What needs to be done. In the entries below, count the lines that contain the word "TrellisError" and give only that number.

Recorded information.
◇ ◇ ◇ ◇ ◇ ◇ ◇

//! Explicit per-type schemas
//!
//! A [`Schema`] records the declared properties of one domain type along
//! with the element type key it is stored under. Schemas are built once
//! during setup and shared behind `Arc`.

use std::collections::HashSet;
use std::sync::Arc;

use crate::config::Config;
use crate::error::{Result, TrellisError};
use crate::property::Property;
use crate::value::BaseType;

/// Declared fields of a vertex or edge type
#[derive(Debug, Clone)]
pub struct Schema {
    element_type: String,
    base: BaseType,
    properties: Vec<Property>,
    index_name: Option<String>,
    index_keys: Option<Vec<String>>,
}

impl Schema {
    /// Start a schema for vertices stored with `element_type`
    pub fn vertex(element_type: impl Into<String>) -> SchemaBuilder {
        SchemaBuilder::new(BaseType::Vertex, element_type)
    }

    /// Start a schema for edges with the given label
    pub fn edge(label: impl Into<String>) -> SchemaBuilder {
        SchemaBuilder::new(BaseType::Edge, label)
    }

    /// Type key for vertices, label for edges
    pub fn element_type(&self) -> &str {
        &self.element_type
    }

    pub fn base(&self) -> BaseType {
        self.base
    }

    pub fn properties(&self) -> &[Property] {
        &self.properties
    }

    pub fn property(&self, name: &str) -> Option<&Property> {
        self.properties.iter().find(|p| p.name() == name)
    }

    pub fn declares(&self, name: &str) -> bool {
        self.property(name).is_some()
    }

    /// Stored (non-calculated) properties
    pub fn stored(&self) -> impl Iterator<Item = &Property> {
        self.properties.iter().filter(|p| !p.is_calculated())
    }

    /// Index to write on create/update, `None` when autoindexing is off
    pub fn index_name<'a>(&'a self, config: &'a Config) -> Option<&'a str> {
        if !config.autoindex {
            return None;
        }
        Some(self.index_name.as_deref().unwrap_or(match self.base {
            BaseType::Vertex => config.vertex_index.as_str(),
            BaseType::Edge => config.edge_index.as_str(),
        }))
    }

    /// Keys to index; `None` means every property
    pub fn index_keys(&self) -> Option<Vec<String>> {
        if let Some(keys) = &self.index_keys {
            return Some(keys.clone());
        }
        let indexed: Vec<String> = self
            .stored()
            .filter(|p| p.is_indexed())
            .map(|p| p.name().to_string())
            .collect();
        if indexed.is_empty() {
            None
        } else {
            Some(indexed)
        }
    }
}

/// Builder that rejects duplicate property names across the chain
#[derive(Debug)]
pub struct SchemaBuilder {
    element_type: String,
    base: BaseType,
    properties: Vec<Property>,
    index_name: Option<String>,
    index_keys: Option<Vec<String>>,
    errors: Vec<String>,
}

impl SchemaBuilder {
    fn new(base: BaseType, element_type: impl Into<String>) -> Self {
        Self {
            element_type: element_type.into(),
            base,
            properties: Vec::new(),
            index_name: None,
            index_keys: None,
            errors: Vec::new(),
        }
    }

    /// Inherit every property of `parent`
    pub fn extends(mut self, parent: &Schema) -> Self {
        if parent.base != self.base {
            self.errors.push(format!(
                "{} schema '{}' cannot extend {} schema '{}'",
                self.base, self.element_type, parent.base, parent.element_type
            ));
            return self;
        }
        for prop in &parent.properties {
            self = self.property(prop.clone());
        }
        if self.index_name.is_none() {
            self.index_name = parent.index_name.clone();
        }
        self
    }

    /// Declare a property
    pub fn property(mut self, property: Property) -> Self {
        if self.properties.iter().any(|p| p.name() == property.name()) {
            self.errors.push(format!(
                "property '{}' is already defined on '{}'",
                property.name(),
                self.element_type
            ));
        } else {
            self.properties.push(property);
        }
        self
    }

    /// Write to a specific index instead of the configured default
    pub fn index_name(mut self, name: impl Into<String>) -> Self {
        self.index_name = Some(name.into());
        self
    }

    /// Index only these keys
    pub fn index_keys<I, S>(mut self, keys: I) -> Self
    where
        I: IntoIterator<Item = S>,
        S: Into<String>,
    {
        self.index_keys = Some(keys.into_iter().map(Into::into).collect());
        self
    }

    pub fn build(self) -> Result<Schema> {
        if self.element_type.is_empty() {
            return Err(TrellisError::Schema("element type must not be empty".to_string()));
        }
        if let Some(first) = self.errors.into_iter().next() {
            return Err(TrellisError::Schema(first));
        }
        if let Some(keys) = &self.index_keys {
            let declared: HashSet<&str> = self.properties.iter().map(|p| p.name()).collect();
            if let Some(missing) = keys.iter().find(|k| !declared.contains(k.as_str())) {
                return Err(TrellisError::Schema(format!(
                    "index key '{missing}' is not a declared property of '{}'",
                    self.element_type
                )));
            }
        }
        Ok(Schema {
            element_type: self.element_type,
            base: self.base,
            properties: self.properties,
            index_name: self.index_name,
            index_keys: self.index_keys,
        })
    }

    /// Build and wrap for sharing
    pub fn build_shared(self) -> Result<Arc<Schema>> {
        self.build().map(Arc::new)
    }
}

◇ ◇ ◇ ◇ ◇ ◇ ◇

Reply to the task. 4